Niemann-Pick C1-Like 1 (NPC1L1) mediates cholesterol absorption, and ezetimibe is a potent NPC1L1 inhibitor applicable for medication of hypercholesterolemia. Epidemiological studies demonstrated that consumption of polyphenols correlates with a decreased risk for atherosclerosis due to their antioxidant effect. This activity can hardly be attributable to the antioxidant activity only, and we hypothesized that polyphenols inhibit intestinal transport of cholesterol. We elucidated the kinetic parameters of intestinal cholesterol absorption, screened several polyphenols for their ability to specifically inhibit intestinal cholesterol absorption, and determined the inhibitory effects of selected flavonoids in vitro and in vivo. The concentration-dependent uptake of cholesterol by Caco-2 cells obeyed a monophasic saturation process. This indicates the involvement of an active-passive transport, i.e., NPC1L1. Parameters of cholesterol uptake by Caco-2 cells were as follows: Jmax, Kt, and Kd were 6.89±2.96 19.03±11.58 µM, and 0.11±0.02 pmol/min/mg protein, respectively. Luteolin and quercetin inhibited cholesterol absorption by Caco-2 cells and human embryonic kidney 293T cells expressing NPC1L1. When preincubated Caco-2 cells with luteolin and quercetin before the assay, cholesterol uptake significantly decreased.
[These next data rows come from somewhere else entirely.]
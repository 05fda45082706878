use serde::Serialize;

/// Aggregate security posture across all discovered resources.
#[derive(Debug, Clone, Serialize, Default)]
pub struct SecuritySummary {
    pub total_resources: usize,
    pub public_accessible: usize,
    pub private_endpoint_protected: usize,
    /// Mean of per-resource scores, one decimal; 0.0 when no resources
    pub average_security_score: f64,
    pub recommendations: Vec<String>,
}
use serde::{Deserialize, Serialize};

#[derive(Debug, Clone, Copy, PartialEq, Eq, Serialize, Deserialize)]
pub enum NetworkType {
    #[serde(rename = "managed")]
    Managed,
    #[serde(rename = "customer")]
    Customer,
    #[serde(rename = "none")]
    None,
}

impl NetworkType {
    pub fn as_str(&self) -> &'static str {
        match self {
            Self::Managed => "managed",
            Self::Customer => "customer",
            Self::None => "none",
        }
    }

    pub fn display_name(&self) -> &'static str {
        match self {
            Self::Managed => "Managed VNet",
            Self::Customer => "Customer-Managed VNet",
            Self::None => "No Network Isolation",
        }
    }
}

impl std::fmt::Display for NetworkType {
    fn fmt(&self, f: &mut std::fmt::Formatter<'_>) -> std::fmt::Result {
        write!(f, "{}", self.as_str())
    }
}
use clap::Subcommand;
use crate::enums::hub_type::HubType;

#[derive(Subcommand)]
pub enum Commands {
    /// Create a sample configuration file
    Init,
    /// Analyze connectivity for a single workspace or hub
    Analyze {
        #[clap(short, long)]
        workspace: String,
        #[clap(short = 'g', long)]
        resource_group: String,
        #[clap(short, long)]
        subscription: Option<String>,
        #[clap(long, value_enum, default_value_t = HubType::AzureMl)]
        hub_type: HubType,
        #[clap(short, long)]
        verbose: bool,
    },
    /// Compare connectivity configurations of two workspaces
    Compare {
        #[clap(long)]
        workspace1: String,
        #[clap(long)]
        resource_group1: String,
        #[clap(long)]
        workspace2: String,
        /// Defaults to the first resource group when omitted
        #[clap(long)]
        resource_group2: Option<String>,
        #[clap(short, long)]
        subscription: Option<String>,
        #[clap(long, value_enum, default_value_t = HubType::AzureMl)]
        hub_type: HubType,
    },
    /// Validate Azure CLI prerequisites and configuration
    Validate,
}
use serde::Serialize;
use crate::enums::hub_type::HubType;

/// Identifies one workspace for analysis or comparison.
#[derive(Debug, Clone, Serialize)]
pub struct WorkspaceIdentity {
    pub name: String,
    pub resource_group: String,
    pub hub_type: HubType,
}
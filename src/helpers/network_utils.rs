use std::collections::{BTreeSet, HashMap};
use once_cell::sync::Lazy;
use serde::Serialize;

/// Well-known ports and their exposure risk.
static COMMON_PORTS: Lazy<HashMap<u32, (&'static str, &'static str, &'static str)>> = Lazy::new(|| {
    HashMap::from([
        (20, ("FTP Data", "TCP", "Medium")),
        (21, ("FTP Control", "TCP", "Medium")),
        (22, ("SSH", "TCP", "Medium")),
        (23, ("Telnet", "TCP", "High")),
        (25, ("SMTP", "TCP", "Medium")),
        (53, ("DNS", "TCP/UDP", "Low")),
        (80, ("HTTP", "TCP", "Medium")),
        (110, ("POP3", "TCP", "Medium")),
        (143, ("IMAP", "TCP", "Medium")),
        (443, ("HTTPS", "TCP", "Low")),
        (445, ("SMB", "TCP", "High")),
        (993, ("IMAPS", "TCP", "Low")),
        (995, ("POP3S", "TCP", "Low")),
        (1433, ("SQL Server", "TCP", "High")),
        (1521, ("Oracle DB", "TCP", "High")),
        (3306, ("MySQL", "TCP", "High")),
        (3389, ("RDP", "TCP", "High")),
        (5432, ("PostgreSQL", "TCP", "High")),
        (5831, ("Azure ML", "TCP", "Low")),
        (5985, ("WinRM HTTP", "TCP", "Medium")),
        (5986, ("WinRM HTTPS", "TCP", "Medium")),
        (8080, ("HTTP Alt", "TCP", "Medium")),
        (8443, ("HTTPS Alt", "TCP", "Medium")),
        (8787, ("RStudio", "TCP", "Medium")),
        (18881, ("Azure ML Python IntelliSense", "TCP", "Low")),
    ])
});

#[derive(Debug, Clone, Serialize)]
pub struct PortInfo {
    pub port: u32,
    pub name: String,
    pub protocol: String,
    pub risk: String,
}

pub fn identify_common_port(port: u32) -> PortInfo {
    match COMMON_PORTS.get(&port) {
        Some((name, protocol, risk)) => PortInfo {
            port,
            name: name.to_string(),
            protocol: protocol.to_string(),
            risk: risk.to_string(),
        },
        None => PortInfo {
            port,
            name: format!("Port {}", port),
            protocol: "Unknown".to_string(),
            risk: "Unknown".to_string(),
        },
    }
}

/// Parse a port range string ("443", "8000-8010", "22,80,443", "*") into a
/// sorted, deduplicated port list.
pub fn parse_port_range(port_range: &str) -> Vec<u32> {
    if port_range == "*" || port_range.eq_ignore_ascii_case("any") {
        return (1..=65535).collect();
    }

    let mut ports = BTreeSet::new();

    for piece in port_range.split(',') {
        let piece = piece.trim();
        if let Some((start, end)) = piece.split_once('-') {
            if let (Ok(start), Ok(end)) = (start.trim().parse::<u32>(), end.trim().parse::<u32>()) {
                ports.extend(start..=end);
            }
        } else if let Ok(port) = piece.parse::<u32>() {
            ports.insert(port);
        }
    }

    ports.into_iter().collect()
}

#[derive(Debug, Clone, Serialize)]
pub struct PortExposure {
    pub total_ports: usize,
    pub high_risk_ports: Vec<u32>,
    pub medium_risk_ports: Vec<u32>,
    pub risk_assessment: String,
}

/// Expand the given ranges and grade the exposed surface.
pub fn analyze_port_exposure(port_ranges: &[String]) -> PortExposure {
    let mut all_ports = BTreeSet::new();
    let mut high_risk = BTreeSet::new();
    let mut medium_risk = BTreeSet::new();

    for range in port_ranges {
        for port in parse_port_range(range) {
            all_ports.insert(port);
            match identify_common_port(port).risk.as_str() {
                "High" => {
                    high_risk.insert(port);
                }
                "Medium" => {
                    medium_risk.insert(port);
                }
                _ => {}
            }
        }
    }

    let risk_assessment = if !high_risk.is_empty() {
        format!("High - {} high-risk port(s) exposed", high_risk.len())
    } else if !medium_risk.is_empty() {
        format!("Medium - {} medium-risk port(s) exposed", medium_risk.len())
    } else {
        "Low - No high-risk ports exposed".to_string()
    };

    PortExposure {
        total_ports: all_ports.len(),
        high_risk_ports: high_risk.into_iter().collect(),
        medium_risk_ports: medium_risk.into_iter().collect(),
        risk_assessment,
    }
}

#[cfg(test)]
mod tests {
    use super::*;

    #[test]
    fn parses_single_port() {
        assert_eq!(parse_port_range("443"), vec![443]);
    }

    #[test]
    fn parses_range_and_comma_lists() {
        assert_eq!(parse_port_range("8000-8002"), vec![8000, 8001, 8002]);
        assert_eq!(parse_port_range("22, 443, 80-81"), vec![22, 80, 81, 443]);
    }

    #[test]
    fn wildcard_expands_to_all_ports() {
        let ports = parse_port_range("*");
        assert_eq!(ports.len(), 65535);
        assert_eq!(ports[0], 1);
    }

    #[test]
    fn garbage_pieces_are_skipped() {
        assert_eq!(parse_port_range("22,abc,80"), vec![22, 80]);
    }

    #[test]
    fn exposure_grades_by_worst_port() {
        let exposure = analyze_port_exposure(&["3389".to_string(), "443".to_string()]);
        assert_eq!(exposure.total_ports, 2);
        assert_eq!(exposure.high_risk_ports, vec![3389]);
        assert!(exposure.risk_assessment.starts_with("High"));

        let exposure = analyze_port_exposure(&["443".to_string()]);
        assert!(exposure.risk_assessment.starts_with("Low"));
    }
}
use clap::Parser;
use crate::errors::ErrorHandler;
use crate::structs::cli::Cli;
use crate::workers::command_runner::CommandRunner;

mod structs;
mod services;
mod helpers;
mod enums;
mod logger;
mod config;
mod errors;
mod traits;
mod workers;

#[tokio::main]
async fn main() {
    env_logger::Builder::from_env(env_logger::Env::default().default_filter_or("info"))
        .format_timestamp(None)
        .format_target(false)
        .init();

    let cli = Cli::parse();
    let mut runner = CommandRunner::new();

    match runner.run_command(cli.command).await {
        Ok(outcome) => std::process::exit(outcome.exit_code()),
        Err(e) => {
            ErrorHandler::handle_error(&e);
            std::process::exit(1);
        }
    }
}
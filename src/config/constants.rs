use std::time::Duration;

pub const PROBE_TIMEOUT_SECS: u64 = 10;
pub const RESOURCE_QUERY_TIMEOUT_SECS: u64 = 30;
pub const WORKSPACE_QUERY_TIMEOUT_SECS: u64 = 60;

pub const DEFAULT_REPORTS_DIR: &str = "connectivity-reports";
pub const REPORT_TIMESTAMP_FORMAT: &str = "%Y%m%d_%H%M%S";
pub const REPORT_VERSION: &str = "1.0.0";

pub const CONFIG_DIR_NAME: &str = ".mlconnect";
pub const CONFIG_FILE_NAME: &str = "config.toml";

pub const ANALYSIS_STEP_COUNT: usize = 6;

pub const SUPPORTED_REPORT_FORMATS: &[&str] = &["markdown", "json"];

pub fn timeout_duration(seconds: u64) -> Duration {
    Duration::from_secs(seconds)
}
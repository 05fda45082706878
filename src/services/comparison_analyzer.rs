use std::collections::BTreeSet;
use std::path::PathBuf;
use serde_json::{json, Value};
use crate::enums::difference_type::DifferenceType;
use crate::enums::network_type::NetworkType;
use crate::enums::severity::Severity;
use crate::helpers::report_formatter;
use crate::services::azure_cli::AzureCli;
use crate::services::connectivity_analyzer::ConnectivityAnalyzer;
use crate::structs::analysis_result::AnalysisResult;
use crate::structs::comparison_report::{ComparisonReport, ComparisonSide, ComparisonSummary, DifferenceSet};
use crate::structs::connectivity_analysis::ConnectivityAnalysis;
use crate::structs::connectivity_difference::ConnectivityDifference;
use crate::structs::discovery_report::DiscoveryReport;
use crate::structs::network_report::NetworkReport;
use crate::structs::workspace_identity::WorkspaceIdentity;

/// Runs two independent orchestrations and diffs their outputs across
/// categorized dimensions with fixed severities.
pub struct ComparisonAnalyzer {
    azure_cli: AzureCli,
    reports_dir: PathBuf,
}
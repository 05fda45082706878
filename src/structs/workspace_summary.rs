use serde::Serialize;
use crate::enums::hub_type::HubType;
use crate::enums::isolation_mode::IsolationMode;
use crate::structs::workspace_config::WorkspaceConfig;

/// Condensed workspace facts recorded as the connect step's payload.
#[derive(Debug, Clone, Serialize)]
pub struct WorkspaceSummary {
    pub name: String,
    pub location: String,
    pub network_mode: String,
    pub isolation_mode: Option<IsolationMode>,
    pub hub_type: HubType,
}

impl From<&WorkspaceConfig> for WorkspaceSummary {
    fn from(config: &WorkspaceConfig) -> Self {
        Self {
            name: config.name.clone(),
            location: config.location.clone(),
            network_mode: config.network_mode.clone(),
            isolation_mode: config.isolation_mode,
            hub_type: config.hub_type,
        }
    }
}
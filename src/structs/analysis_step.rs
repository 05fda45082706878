use chrono::{DateTime, Utc};
use serde::Serialize;
use crate::enums::step_status::StepStatus;

/// One timed step in an orchestration run.
#[derive(Debug, Clone, Serialize)]
pub struct AnalysisStep {
    pub step: usize,
    pub name: String,
    pub description: String,
    pub start_time: DateTime<Utc>,
    #[serde(skip_serializing_if = "Option::is_none")]
    pub end_time: Option<DateTime<Utc>>,
    #[serde(skip_serializing_if = "Option::is_none")]
    pub duration_secs: Option<f64>,
    pub status: StepStatus,
    #[serde(skip_serializing_if = "Option::is_none")]
    pub message: Option<String>,
}
use thiserror::Error;

/// Why a gateway query produced no result. Only used for logging at the
/// subprocess boundary; callers see `Option::None`.
#[derive(Debug, Error)]
pub enum QueryFailure {
    #[error("failed to launch command: {0}")]
    Spawn(#[from] std::io::Error),
    #[error("command exited with status {code}: {stderr}")]
    NonZeroExit { code: i32, stderr: String },
    #[error("command timed out after {0} seconds")]
    TimedOut(u64),
    #[error("failed to parse JSON response: {0}")]
    Json(#[from] serde_json::Error),
}
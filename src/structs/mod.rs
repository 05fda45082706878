pub mod cli;
pub mod config;
pub mod command_output;
pub mod analysis_result;
pub mod stage_outcome;
pub mod analysis_bundle;
pub mod connectivity_analysis;
pub mod workspace_identity;
pub mod workspace_config;
pub mod workspace_summary;
pub mod outbound_rule;
pub mod private_endpoint;
pub mod network_report;
pub mod network_summary;
pub mod connected_resource;
pub mod resource_summary;
pub mod security_summary;
pub mod discovery_report;
pub mod resource_details;
pub mod vnet_report;
pub mod vnet_details;
pub mod subnet_details;
pub mod nsg_details;
pub mod route_table_details;
pub mod connectivity_difference;
pub mod comparison_report;
pub mod analysis_step;
pub mod progress_summary;
pub mod report_section;
use serde::Serialize;

/// Per-stage slot in the merged analysis bundle. A degraded stage keeps
/// whatever partial data it produced alongside the error.
#[derive(Debug, Clone, Serialize)]
#[serde(untagged)]
pub enum StageOutcome<T> {
    Complete(T),
    Degraded {
        error: String,
        #[serde(rename = "partial_data")]
        partial: Option<T>,
    },
}

impl<T> StageOutcome<T> {
    pub fn data(&self) -> Option<&T> {
        match self {
            Self::Complete(data) => Some(data),
            Self::Degraded { partial, .. } => partial.as_ref(),
        }
    }

    pub fn is_degraded(&self) -> bool {
        matches!(self, Self::Degraded { .. })
    }
}
impl NetworkAnalyzer {
    pub fn new(azure_cli: AzureCli, workspace_name: &str, resource_group: &str) -> Self {
        Self {
            azure_cli,
            workspace_name: workspace_name.to_string(),
            resource_group: resource_group.to_string(),
        }
    }

    pub async fn analyze(&self) -> AnalysisResult<NetworkReport> {
        let workspace_info = match self.workspace_info().await {
            Some(info) => info,
            None => {
                return AnalysisResult::failure(
                    "Network analysis failed: unable to fetch workspace information",
                    "Unable to fetch workspace information",
                );
            }
        };

        let mut state = NetworkState::default();

        let (network_type, isolation_mode, public_access) = Self::classify(&workspace_info);
        state.network_type = Some(network_type);
        state.isolation_mode = isolation_mode;
        state.public_network_access = public_access;

        match network_type {
            NetworkType::Managed => self.collect_managed_rules(&mut state, &workspace_info),
            NetworkType::Customer => Self::collect_descriptor_endpoints(&mut state, &workspace_info),
            NetworkType::None => {}
        }

        self.collect_listed_endpoints(&mut state).await;
        self.collect_outbound_rule_list(&mut state).await;

        AnalysisResult::success(
            "Network analysis completed successfully",
            Self::format_report(state),
        )
    }

    /// Pure topology classification: a non-empty managed-network block wins,
    /// then private-endpoint connections, else no special configuration.
    pub fn classify(workspace_info: &Value) -> (NetworkType, Option<IsolationMode>, bool) {
        let managed_network = workspace_info["managed_network"].as_object();
        let has_managed_network = managed_network.map(|block| !block.is_empty()).unwrap_or(false);
        let has_private_endpoints = workspace_info["private_endpoint_connections"]
            .as_array()
            .map(|connections| !connections.is_empty())
            .unwrap_or(false);

        let (network_type, isolation_mode) = if has_managed_network {
            let isolation = workspace_info["managed_network"]["isolation_mode"]
                .as_str()
                .and_then(IsolationMode::parse);
            (NetworkType::Managed, isolation)
        } else if has_private_endpoints {
            (NetworkType::Customer, None)
        } else {
            (NetworkType::None, None)
        };

        let public_access = workspace_info["public_network_access"]
            .as_str()
            .unwrap_or("Enabled")
            == "Enabled";

        (network_type, isolation_mode, public_access)
    }

    async fn workspace_info(&self) -> Option<Value> {
        self.azure_cli
            .run_command(
                &[
                    "ml", "workspace", "show",
                    "--name", &self.workspace_name,
                    "--resource-group", &self.resource_group,
                ],
                WORKSPACE_QUERY_TIMEOUT_SECS,
            )
            .await
    }

    fn collect_managed_rules(&self, state: &mut NetworkState, workspace_info: &Value) {
        let rules = workspace_info["managed_network"]["outbound_rules"]
            .as_array()
            .cloned()
            .unwrap_or_default();

        for rule in &rules {
            state.outbound_rules.push(Self::normalize_rule(rule));
        }
    }

    /// Private-endpoint connections embedded in the workspace descriptor.
    fn collect_descriptor_endpoints(state: &mut NetworkState, workspace_info: &Value) {
        let connections = workspace_info["private_endpoint_connections"]
            .as_array()
            .cloned()
            .unwrap_or_default();

        for connection in &connections {
            let private_endpoint = &connection["private_endpoint"];
            if private_endpoint.as_object().map(|pe| !pe.is_empty()).unwrap_or(false) {
                state.private_endpoints.push(PrivateEndpointInfo {
                    id: private_endpoint["id"].as_str().map(str::to_string),
                    provisioning_state: connection["provisioning_state"].as_str().map(str::to_string),
                    connection_state: connection.get("private_link_service_connection_state").cloned(),
                    ..Default::default()
                });
            }
        }
    }

    /// Private endpoints listed in the resource group whose service id
    /// references this workspace, deduplicated by name.
    async fn collect_listed_endpoints(&self, state: &mut NetworkState) {
        let endpoints = self.azure_cli
            .run_command(
                &["network", "private-endpoint", "list", "--resource-group", &self.resource_group],
                WORKSPACE_QUERY_TIMEOUT_SECS,
            )
            .await;

        let Some(Value::Array(endpoints)) = endpoints else {
            return;
        };

        let workspace_pattern = format!("/workspaces/{}", self.workspace_name).to_lowercase();

        for endpoint in &endpoints {
            let connections = endpoint["privateLinkServiceConnections"]
                .as_array()
                .cloned()
                .unwrap_or_default();

            for connection in &connections {
                let service_id = connection["privateLinkServiceId"].as_str().unwrap_or("");
                if !service_id.to_lowercase().contains(&workspace_pattern) {
                    continue;
                }

                let name = endpoint["name"].as_str().map(str::to_string);
                let already_captured = state.private_endpoints.iter()
                    .any(|pe| pe.name.is_some() && pe.name == name);
                if already_captured {
                    continue;
                }

                let network_interfaces = endpoint["networkInterfaces"]
                    .as_array()
                    .map(|nics| {
                        nics.iter()
                            .filter_map(|nic| nic["id"].as_str().map(str::to_string))
                            .collect()
                    })
                    .unwrap_or_default();

                state.private_endpoints.push(PrivateEndpointInfo {
                    id: endpoint["id"].as_str().map(str::to_string),
                    name,
                    location: endpoint["location"].as_str().map(str::to_string),
                    subnet: endpoint["subnet"]["id"].as_str().map(str::to_string),
                    network_interfaces,
                    provisioning_state: endpoint["provisioningState"].as_str().map(str::to_string),
                    connection_state: connection.get("privateLinkServiceConnectionState").cloned(),
                });
            }
        }
    }

    /// Merge the outbound-rule list API results, deduplicating by rule name
    /// against rules already taken from the workspace descriptor.
    async fn collect_outbound_rule_list(&self, state: &mut NetworkState) {
        if state.network_type != Some(NetworkType::Managed) {
            return;
        }

        let rules = self.azure_cli
            .run_command(
                &[
                    "ml", "workspace", "outbound-rule", "list",
                    "--workspace-name", &self.workspace_name,
                    "--resource-group", &self.resource_group,
                ],
                WORKSPACE_QUERY_TIMEOUT_SECS,
            )
            .await;

        let Some(Value::Array(rules)) = rules else {
            return;
        };

        for rule in &rules {
            let normalized = Self::normalize_rule(rule);
            if !state.outbound_rules.iter().any(|existing| existing.name == normalized.name) {
                state.outbound_rules.push(normalized);
            }
        }
    }

    fn normalize_rule(rule: &Value) -> OutboundRule {
        OutboundRule {
            name: rule["name"].as_str().unwrap_or_default().to_string(),
            rule_type: rule["type"].as_str().unwrap_or_default().to_string(),
            destination: Self::parse_destination(rule),
            category: rule["category"].as_str().unwrap_or("user-defined").to_string(),
            status: rule["status"].as_str().unwrap_or("Unknown").to_string(),
        }
    }

    /// Destination rendering depends on the rule type: FQDN rules carry a
    /// plain string, service-tag and private-endpoint rules carry objects.
    pub fn parse_destination(rule: &Value) -> String {
        let rule_type = rule["type"].as_str().unwrap_or("").to_lowercase();
        let destination = &rule["destination"];

        match rule_type.as_str() {
            "fqdn" => destination.as_str().unwrap_or("").to_string(),
            "service_tag" => match destination.as_object() {
                Some(dest) => {
                    let service_tag = dest.get("service_tag").and_then(Value::as_str).unwrap_or("");
                    let port_ranges = dest.get("port_ranges")
                        .map(display_value)
                        .unwrap_or_else(|| "Any".to_string());
                    format!("{} (Ports: {})", service_tag, port_ranges)
                }
                None => display_value(destination),
            },
            "private_endpoint" => match destination.as_object() {
                Some(dest) => dest.get("service_resource_id")
                    .and_then(Value::as_str)
                    .filter(|id| !id.is_empty())
                    .and_then(|id| id.rsplit('/').next())
                    .unwrap_or("Unknown")
                    .to_string(),
                None => display_value(destination),
            },
            _ => display_value(destination),
        }
    }

    fn format_report(state: NetworkState) -> NetworkReport {
        let network_type = state.network_type.unwrap_or(NetworkType::None);
        let summary = Self::build_summary(&state, network_type);
        let categorized = Self::categorize_rules(&state.outbound_rules);

        NetworkReport {
            network_type,
            isolation_mode: state.isolation_mode,
            public_network_access: state.public_network_access,
            private_endpoints: PrivateEndpointSection {
                count: state.private_endpoints.len(),
                endpoints: state.private_endpoints,
            },
            outbound_rules: OutboundRuleSection {
                count: state.outbound_rules.len(),
                rules: categorized,
            },
            virtual_network: state.virtual_network,
            subnets: state.subnets,
            summary,
            vnet_details: None,
        }
    }

    fn categorize_rules(rules: &[OutboundRule]) -> CategorizedRules {
        let mut categorized = CategorizedRules::default();

        for rule in rules {
            if rule.category == "required" {
                categorized.required.push(rule.clone());
                continue;
            }
            match rule.rule_type.to_lowercase().as_str() {
                "fqdn" => categorized.fqdn.push(rule.clone()),
                "service_tag" => categorized.service_tag.push(rule.clone()),
                "private_endpoint" => categorized.private_endpoint.push(rule.clone()),
                _ => categorized.other.push(rule.clone()),
            }
        }

        categorized
    }

    fn build_summary(state: &NetworkState, network_type: NetworkType) -> NetworkSummary {
        let mut outbound: BTreeMap<String, usize> = BTreeMap::new();
        for rule in &state.outbound_rules {
            let rule_type = if rule.rule_type.is_empty() {
                "unknown".to_string()
            } else {
                rule.rule_type.clone()
            };
            *outbound.entry(rule_type).or_insert(0) += 1;
        }

        NetworkSummary {
            configuration_type: network_type,
            security_level: Self::assess_security_level(state),
            connectivity: ConnectivitySummary {
                inbound: InboundConnectivity {
                    public_access: state.public_network_access,
                    private_endpoints: state.private_endpoints.len(),
                    service_endpoints: 0,
                },
                outbound,
            },
            key_findings: Self::key_findings(state, network_type),
            recommendations: Self::recommendations(state, network_type),
        }
    }

    fn assess_security_level(state: &NetworkState) -> String {
        if !state.public_network_access {
            match state.isolation_mode {
                Some(IsolationMode::AllowOnlyApprovedOutbound) => {
                    "High - Private with approved outbound only".to_string()
                }
                Some(IsolationMode::AllowInternetOutbound) => {
                    "Medium - Private with internet outbound".to_string()
                }
                _ => "Medium - Private access only".to_string(),
            }
        } else {
            "Low - Public access enabled".to_string()
        }
    }

    fn key_findings(state: &NetworkState, network_type: NetworkType) -> Vec<String> {
        let mut findings = Vec::new();

        if state.public_network_access {
            findings.push("⚠️ Public network access is enabled".to_string());
        } else {
            findings.push("✅ Public network access is disabled".to_string());
        }

        if state.private_endpoints.is_empty() {
            findings.push("ℹ️ No private endpoints configured".to_string());
        } else {
            findings.push(format!(
                "✅ {} private endpoint(s) configured",
                state.private_endpoints.len()
            ));
        }

        match state.isolation_mode {
            Some(IsolationMode::AllowOnlyApprovedOutbound) => {
                findings.push("✅ Strict outbound control enabled".to_string());
            }
            Some(IsolationMode::AllowInternetOutbound) => {
                findings.push("⚠️ Internet outbound access allowed".to_string());
            }
            _ => {}
        }

        match network_type {
            NetworkType::Managed => findings.push(format!(
                "ℹ️ Managed VNet with {} outbound rule(s)",
                state.outbound_rules.len()
            )),
            NetworkType::Customer => {
                findings.push("ℹ️ Customer-managed VNet configuration".to_string());
            }
            NetworkType::None => {
                findings.push("ℹ️ No special network configuration detected".to_string());
            }
        }

        findings
    }

    fn recommendations(state: &NetworkState, network_type: NetworkType) -> Vec<String> {
        let mut recommendations = Vec::new();

        if state.public_network_access {
            recommendations.push(
                "Consider disabling public network access for enhanced security".to_string(),
            );
        }

        if state.private_endpoints.is_empty() && network_type != NetworkType::Managed {
            recommendations.push("Consider adding private endpoints for secure access".to_string());
        }

        if state.isolation_mode == Some(IsolationMode::AllowInternetOutbound) {
            recommendations.push(
                "Consider switching to 'allow_only_approved_outbound' for stricter control".to_string(),
            );
        }

        if network_type == NetworkType::None {
            recommendations.push(
                "Consider implementing network isolation for better security".to_string(),
            );
        }

        recommendations
    }
}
The inhibitory effects of these flavonoids were maintained for up to 120 min. The level of inhibition and irreversible effects were similar to that of ezetimibe. Serum cholesterol levels significantly decreased more in rats fed both cholesterol and luteolin (or quercetin), than in those observed in the cholesterol feeding group. As quercetin induced a significant decrease in the levels of NPC1L1 mRNA in Caco-2 cells, the in vivo inhibitory effect may be due to the expression of NPC1L1. These results suggest that luteolin and quercetin reduce high blood cholesterol levels by specifically inhibiting intestinal cholesterol absorption mediated by NPC1L1.